2. Sometimes I meditate and light candles in a circle and just find my ora. As I was thinking about Astral Projection and so much more, the talisman started to lift up and pull away from my neck. I snapped out of it and took it off. I threw it out of the circle and realized I shouldn’t have done that. Just then, a jar flew off my counter in the kitchen and shattered all over the floor. I felt like maybe I was tricked and took it off. Like something was pulling it off me and then, not thinking, I took it off. Why do I feel like that? Well, it wasn’t until after the Voodoo lockdown I realized why.
 
3. I never put my talisman back on for about four months. About three weeks after I took it off I went and did the Voodoo ritual on Ghost Adventures. If u watch all the episodes, I’m always wearing it but not then or after, for a while. I went through nine months of a depression from that Voodoo ritual. For the first three months I never thought once about putting it on. After I realized it I put it back on and things got a little better for me. It still took me many days and nights to get through it but I concentrated on working on my stuff at home and traveling for Ghost Adventures. I live, work, breath, and sleep in the scary world of paranormal but that’s how its supposed to be. I’m learning too much not to pay attention to what’s happening around me. 
 
So, now I wear it again every day. Since the first season of Ghost Adventures it’s been on my neck and will be until I am no more. One more thing, one time someone punched me in the chest joking around and hit me hard right on the talisman. The hit knocked the wind out of me. It hurt so bad, then I realized after I looked down at my shirt, that my talisman is stuck in my chest and I’m bleeding all over. It felt like I was branded like superman in the TV show Smallville, LOL. As I pulled it away from my chest it was sticking in my skin. It felt so weird pulling it away from me. Like a bandage that’s stuck to a wound, but i realized my blood was on it and the talisman was in me in a way. Sounds odd, but that’s how it is, odd things with it. I continue this journey with all I have to face and fear along with it.
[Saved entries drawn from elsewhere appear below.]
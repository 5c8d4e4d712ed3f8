//! Per-window synchronization state

use crate::client::WindowId;
use crate::geometry::Rect;
use crate::host::HostWindowId;
use crate::opacity::AppliedOpacity;
use crate::surface::Surface;
use std::time::Instant;

/// Whether the host window is in the visible stack.
///
/// Independent of minimization: a hidden window can be minimized on the
/// host, and an iconified window stays ordered in.
#[derive(Debug, Clone, Copy, PartialEq, Eq, Default)]
pub enum Presence {
    /// Ordered out (or never shown)
    #[default]
    Hidden,
    Shown,
}

/// Which transparency mechanism drives the window's pixels.
#[derive(Debug, Clone, Copy, PartialEq, Eq, Default)]
pub enum TransparencyMode {
    #[default]
    Opaque,
    /// Alpha and color key set through layered attributes
    Attributes,
    /// The client pushes complete per-pixel-alpha frames itself
    UpdateLayered,
}

impl TransparencyMode {
    pub fn is_layered(&self) -> bool {
        !matches!(self, TransparencyMode::Opaque)
    }
}

/// Keyboard focus as seen from the host side.
#[derive(Debug, Clone, Copy, PartialEq, Eq, Default)]
pub enum FocusState {
    #[default]
    NoFocus,
    /// Expecting a host focus grant that should also activate
    PendingActivation { since: Instant },
    HostFocused,
}

/// State bridging one logical top-level window and its host window.
#[derive(Debug, Clone)]
pub struct SyncRecord {
    pub id: WindowId,
    /// `None` after the host window is torn down
    pub host: Option<HostWindowId>,
    pub window_rect: Rect,
    /// Window rect plus host decoration
    pub whole_rect: Rect,
    pub client_rect: Rect,
    /// A non-rectangular clip region is active
    pub shaped: bool,
    pub presence: Presence,
    /// Minimized state last pushed to or reported by the host; the host owns
    /// the geometry while set
    pub minimized: bool,
    /// A host-driven drag of the title bar is in progress
    pub being_dragged: bool,
    pub transparency: TransparencyMode,
    pub opacity: AppliedOpacity,
    pub surface: Option<Surface>,
    /// Buffer kept aside while minimized
    pub unminimized_surface: Option<Surface>,
    pub focus: FocusState,
}

impl SyncRecord {
    pub fn new(id: WindowId, window_rect: Rect, whole_rect: Rect, client_rect: Rect) -> Self {
        Self {
            id,
            host: None,
            window_rect,
            whole_rect,
            client_rect,
            shaped: false,
            presence: Presence::Hidden,
            minimized: false,
            being_dragged: false,
            transparency: TransparencyMode::Opaque,
            opacity: AppliedOpacity::default(),
            surface: None,
            unminimized_surface: None,
            focus: FocusState::NoFocus,
        }
    }

    /// Ordered into the host's visible stack (iconified counts)
    pub fn on_screen(&self) -> bool {
        self.presence == Presence::Shown
    }

    pub fn minimized(&self) -> bool {
        self.minimized
    }
}

#[cfg(test)]
mod tests {
    use super::*;

    #[test]
    fn test_presence_and_minimized_are_independent() {
        let mut record = SyncRecord::new(
            WindowId(1),
            Rect::new(0, 0, 10, 10),
            Rect::new(0, 0, 10, 10),
            Rect::new(0, 0, 10, 10),
        );
        assert!(!record.on_screen());
        assert!(!record.minimized());

        record.minimized = true;
        assert!(!record.on_screen());
        assert!(record.minimized());

        record.presence = Presence::Shown;
        assert!(record.on_screen());
        assert!(record.minimized());
    }

    #[test]
    fn test_layered_modes() {
        assert!(!TransparencyMode::Opaque.is_layered());
        assert!(TransparencyMode::Attributes.is_layered());
        assert!(TransparencyMode::UpdateLayered.is_layered());
    }
}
I believe the talisman doesn’t keep me safe from spirits but keeps me and my ora grounded. Now I’m understanding why the talisman fell in my lap. Its funny how life works, one day u live a normal life as a Production Cameraman to a real life Spirit Hunter. My point is, I thank the way the world works and for receiving this talisman. It really helped me believe even more that spirits roam with me and what I wear on my neck is no joke. If I was to lose it again then that’s the way it is and I won’t need it then. But I plan on having it the rest of my existence in this human body. It’s been with me the entire Ghost Adventures journey.